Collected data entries
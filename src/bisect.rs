//! Lower-bound searches over coordinate-sorted slices.
//!
//! The search is the hot path of [`Canvas::draw`](crate::canvas::Canvas::draw):
//! it runs once per repaint to locate the first block that could be visible
//! at the viewport's left edge. It is branch-light on purpose — one key
//! comparison per iteration, no early "found" exit.

use crate::block::Block;
use crate::rect::Rect;

/// A shape ordered by the x-coordinate of its left edge.
///
/// This is the only capability the searches in this module require of their
/// elements.
pub trait LeftEdge {
    /// Returns the leftmost x-coordinate of this shape.
    fn left_edge(&self) -> i64;
}

impl LeftEdge for i64 {
    #[inline]
    fn left_edge(&self) -> i64 {
        *self
    }
}

impl LeftEdge for Rect {
    #[inline]
    fn left_edge(&self) -> i64 {
        self.left()
    }
}

impl LeftEdge for Block {
    #[inline]
    fn left_edge(&self) -> i64 {
        self.rect.left()
    }
}

impl<T> LeftEdge for &T
where
    T: LeftEdge,
{
    #[inline]
    fn left_edge(&self) -> i64 {
        T::left_edge(*self)
    }
}

/// Returns the first index in `items` whose left edge is not less than `x`.
///
/// `items` must be sorted ascending by left edge. This precondition is not
/// checked; if it does not hold, the search still terminates and returns an
/// index in `[0, items.len()]`, but that index is meaningless.
///
/// Equal left edges resolve to the leftmost match, so the returned index is
/// always a valid insertion point for a shape starting at `x`.
///
/// # Example
///
/// ```
/// # use blockview::prelude::*;
/// let rects: Vec<Rect> = [1, 3, 3, 5, 8]
///     .into_iter()
///     .map(|x| Rect::from_sides(x, 0, x + 2, 16))
///     .collect();
/// assert_eq!(lower_bound(&rects, 3), 1);
/// assert_eq!(lower_bound(&rects, 4), 3);
/// assert_eq!(lower_bound(&rects, 9), 5);
/// ```
pub fn lower_bound<T: LeftEdge>(items: &[T], x: i64) -> usize {
    lower_bound_by_key(items, &x, T::left_edge)
}

/// Returns the first index in `items` whose key is not less than `key`.
///
/// `items` must be sorted ascending by `f`; see [`lower_bound`].
///
/// Instead of the usual low/high pointer pair, the search tracks the
/// remaining span and an accumulated left boundary, halving the span by a
/// shift each iteration and recomputing the probe from the boundary. At the
/// top of every iteration the true boundary lies in `[left, left + span]`,
/// so a span of zero pins `left` to the answer. A probe past the end of the
/// slice (reachable when `key` exceeds every element) reads as "not less",
/// which leaves the boundary in place and keeps the invariant intact.
pub fn lower_bound_by_key<T, K, F>(items: &[T], key: &K, f: F) -> usize
where
    K: Ord,
    F: Fn(&T) -> K,
{
    let mut span = items.len();
    let mut left = 0;
    let mut probe = span >> 1;

    while span > 0 {
        span >>= 1;
        if let Some(item) = items.get(probe) {
            if f(item) < *key {
                left = probe + 1;
            }
        }
        probe = left + (span >> 1);
    }

    left
}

▶ [PROBLEM REQUIREMENTS]
Repeat the data exactly as it was given above.

▶ [SOLUTION TO THIS EXERCISE]
filename src/bisect.rs
//! Lower-bound searches over coordinate-sorted slices.
//!
//! The search is the hot path of [`Canvas::draw`](crate::canvas::Canvas::draw):
//! it runs once per repaint to locate the first block that could be visible
//! at the viewport's left edge. It is branch-light on purpose — one key
//! comparison per iteration, no early "found" exit.

use crate::block::Block;
use crate::rect::Rect;

/// A shape ordered by the x-coordinate of its left edge.
///
/// This is the only capability the searches in this module require of their
/// elements.
pub trait LeftEdge {
    /// Returns the leftmost x-coordinate of this shape.
    fn left_edge(&self) -> i64;
}

impl LeftEdge for i64 {
    #[inline]
    fn left_edge(&self) -> i64 {
        *self
    }
}

impl LeftEdge for Rect {
    #[inline]
    fn left_edge(&self) -> i64 {
        self.left()
    }
}

impl LeftEdge for Block {
    #[inline]
    fn left_edge(&self) -> i64 {
        self.rect.left()
    }
}

impl<T> LeftEdge for &T
where
    T: LeftEdge,
{
    #[inline]
    fn left_edge(&self) -> i64 {
        T::left_edge(*self)
    }
}

/// Returns the first index in `items` whose left edge is not less than `x`.
///
/// `items` must be sorted ascending by left edge. This precondition is not
/// checked; if it does not hold, the search still terminates and returns an
/// index in `[0, items.len()]`, but that index is meaningless.
///
/// Equal left edges resolve to the leftmost match, so the returned index is
/// always a valid insertion point for a shape starting at `x`.
///
/// # Example
///
/// ```
/// # use blockview::prelude::*;
/// let rects: Vec<Rect> = [1, 3, 3, 5, 8]
///     .into_iter()
///     .map(|x| Rect::from_sides(x, 0, x + 2, 16))
///     .collect();
/// assert_eq!(lower_bound(&rects, 3), 1);
/// assert_eq!(lower_bound(&rects, 4), 3);
/// assert_eq!(lower_bound(&rects, 9), 5);
/// ```
pub fn lower_bound<T: LeftEdge>(items: &[T], x: i64) -> usize {
    lower_bound_by_key(items, &x, T::left_edge)
}

/// Returns the first index in `items` whose key is not less than `key`.
///
/// `items` must be sorted ascending by `f`; see [`lower_bound`].
///
/// Instead of the usual low/high pointer pair, the search tracks the
/// remaining span and an accumulated left boundary, halving the span by a
/// shift each iteration and recomputing the probe from the boundary. At the
/// top of every iteration the true boundary lies in `[left, left + span]`,
/// so a span of zero pins `left` to the answer. A probe past the end of the
/// slice (reachable when `key` exceeds every element) reads as "not less",
/// which leaves the boundary in place and keeps the invariant intact.
pub fn lower_bound_by_key<T, K, F>(items: &[T], key: &K, f: F) -> usize
where
    K: Ord,
    F: Fn(&T) -> K,
{
    let mut span = items.len();
    let mut left = 0;
    let mut probe = span >> 1;

    while span > 0 {
        span >>= 1;
        if let Some(item) = items.get(probe) {
            if f(item) < *key {
                left = probe + 1;
            }
        }
        probe = left + (span >> 1);
    }

    left
}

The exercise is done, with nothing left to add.